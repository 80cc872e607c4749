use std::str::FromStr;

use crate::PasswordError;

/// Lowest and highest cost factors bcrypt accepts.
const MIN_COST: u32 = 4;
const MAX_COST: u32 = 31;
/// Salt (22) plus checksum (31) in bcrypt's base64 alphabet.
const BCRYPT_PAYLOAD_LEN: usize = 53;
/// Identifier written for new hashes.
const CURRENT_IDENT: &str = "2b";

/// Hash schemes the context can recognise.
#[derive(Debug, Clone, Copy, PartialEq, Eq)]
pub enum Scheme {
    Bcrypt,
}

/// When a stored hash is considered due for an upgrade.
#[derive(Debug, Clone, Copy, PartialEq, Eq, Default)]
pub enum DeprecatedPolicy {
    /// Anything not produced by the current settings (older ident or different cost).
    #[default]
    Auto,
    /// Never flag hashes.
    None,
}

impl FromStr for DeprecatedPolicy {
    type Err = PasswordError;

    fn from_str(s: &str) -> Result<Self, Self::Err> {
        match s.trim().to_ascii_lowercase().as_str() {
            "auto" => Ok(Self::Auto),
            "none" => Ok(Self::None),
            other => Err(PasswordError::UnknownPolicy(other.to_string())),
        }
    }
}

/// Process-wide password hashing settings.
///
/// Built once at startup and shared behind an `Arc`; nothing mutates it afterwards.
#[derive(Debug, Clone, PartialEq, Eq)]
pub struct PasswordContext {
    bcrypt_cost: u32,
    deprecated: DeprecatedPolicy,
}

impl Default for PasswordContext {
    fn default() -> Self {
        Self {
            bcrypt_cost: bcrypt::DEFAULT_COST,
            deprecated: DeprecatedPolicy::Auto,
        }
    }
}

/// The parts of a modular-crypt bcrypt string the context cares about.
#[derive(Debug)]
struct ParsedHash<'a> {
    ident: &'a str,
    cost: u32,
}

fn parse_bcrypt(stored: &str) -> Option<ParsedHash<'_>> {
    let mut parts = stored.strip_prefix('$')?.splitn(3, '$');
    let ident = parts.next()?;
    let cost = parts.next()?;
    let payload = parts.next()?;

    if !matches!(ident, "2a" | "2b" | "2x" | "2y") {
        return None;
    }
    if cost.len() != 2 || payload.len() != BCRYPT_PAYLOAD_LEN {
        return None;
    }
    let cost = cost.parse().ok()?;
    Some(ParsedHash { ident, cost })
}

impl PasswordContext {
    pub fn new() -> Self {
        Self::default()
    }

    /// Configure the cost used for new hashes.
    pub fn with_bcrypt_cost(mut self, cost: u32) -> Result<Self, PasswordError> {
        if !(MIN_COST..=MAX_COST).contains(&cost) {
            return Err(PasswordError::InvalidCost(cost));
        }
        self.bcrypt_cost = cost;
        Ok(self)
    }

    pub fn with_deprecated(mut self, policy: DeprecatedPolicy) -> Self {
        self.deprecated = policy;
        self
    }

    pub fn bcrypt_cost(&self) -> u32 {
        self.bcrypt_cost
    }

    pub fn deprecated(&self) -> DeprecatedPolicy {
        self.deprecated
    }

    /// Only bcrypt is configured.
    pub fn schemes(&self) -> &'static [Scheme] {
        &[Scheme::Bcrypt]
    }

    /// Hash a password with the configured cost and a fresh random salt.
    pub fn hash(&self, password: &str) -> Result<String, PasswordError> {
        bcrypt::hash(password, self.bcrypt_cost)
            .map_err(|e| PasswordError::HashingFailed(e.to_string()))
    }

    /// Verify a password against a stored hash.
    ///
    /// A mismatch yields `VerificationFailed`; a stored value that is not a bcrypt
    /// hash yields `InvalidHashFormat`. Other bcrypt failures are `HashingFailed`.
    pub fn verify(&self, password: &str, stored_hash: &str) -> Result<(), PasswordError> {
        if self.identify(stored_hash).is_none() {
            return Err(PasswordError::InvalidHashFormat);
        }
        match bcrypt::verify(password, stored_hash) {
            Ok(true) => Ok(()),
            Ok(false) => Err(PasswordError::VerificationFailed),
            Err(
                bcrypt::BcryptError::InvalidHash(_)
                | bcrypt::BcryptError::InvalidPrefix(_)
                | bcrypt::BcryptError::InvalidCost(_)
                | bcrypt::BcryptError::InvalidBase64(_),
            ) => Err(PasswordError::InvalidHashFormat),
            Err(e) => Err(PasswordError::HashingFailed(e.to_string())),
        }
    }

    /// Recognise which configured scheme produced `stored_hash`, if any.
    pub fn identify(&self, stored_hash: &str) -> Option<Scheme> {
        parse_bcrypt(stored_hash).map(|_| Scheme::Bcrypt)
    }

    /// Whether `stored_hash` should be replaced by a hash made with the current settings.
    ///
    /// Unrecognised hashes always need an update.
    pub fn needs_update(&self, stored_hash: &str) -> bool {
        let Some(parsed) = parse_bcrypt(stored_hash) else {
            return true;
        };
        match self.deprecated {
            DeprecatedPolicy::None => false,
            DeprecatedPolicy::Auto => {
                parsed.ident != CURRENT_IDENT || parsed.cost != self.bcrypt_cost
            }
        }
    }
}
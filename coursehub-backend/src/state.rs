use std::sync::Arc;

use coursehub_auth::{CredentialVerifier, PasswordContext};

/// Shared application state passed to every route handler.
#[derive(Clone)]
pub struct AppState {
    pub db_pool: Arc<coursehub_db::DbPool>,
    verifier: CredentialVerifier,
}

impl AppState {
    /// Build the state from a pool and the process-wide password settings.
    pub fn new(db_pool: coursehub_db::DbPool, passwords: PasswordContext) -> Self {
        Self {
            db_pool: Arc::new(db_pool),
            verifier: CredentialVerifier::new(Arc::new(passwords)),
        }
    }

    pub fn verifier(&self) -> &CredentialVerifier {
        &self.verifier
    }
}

» **Problem requirements**
Using the data above, reproduce exactly the lines between those holding "pub fn new()" and "Other bcrypt failures", inclusive, and no others.

» **Answer section**
    pub fn new() -> Self {
        Self::default()
    }

    /// Configure the cost used for new hashes.
    pub fn with_bcrypt_cost(mut self, cost: u32) -> Result<Self, PasswordError> {
        if !(MIN_COST..=MAX_COST).contains(&cost) {
            return Err(PasswordError::InvalidCost(cost));
        }
        self.bcrypt_cost = cost;
        Ok(self)
    }

    pub fn with_deprecated(mut self, policy: DeprecatedPolicy) -> Self {
        self.deprecated = policy;
        self
    }

    pub fn bcrypt_cost(&self) -> u32 {
        self.bcrypt_cost
    }

    pub fn deprecated(&self) -> DeprecatedPolicy {
        self.deprecated
    }

    /// Only bcrypt is configured.
    pub fn schemes(&self) -> &'static [Scheme] {
        &[Scheme::Bcrypt]
    }

    /// Hash a password with the configured cost and a fresh random salt.
    pub fn hash(&self, password: &str) -> Result<String, PasswordError> {
        bcrypt::hash(password, self.bcrypt_cost)
            .map_err(|e| PasswordError::HashingFailed(e.to_string()))
    }

    /// Verify a password against a stored hash.
    ///
    /// A mismatch yields `VerificationFailed`; a stored value that is not a bcrypt
    /// hash yields `InvalidHashFormat`. Other bcrypt failures are `HashingFailed`.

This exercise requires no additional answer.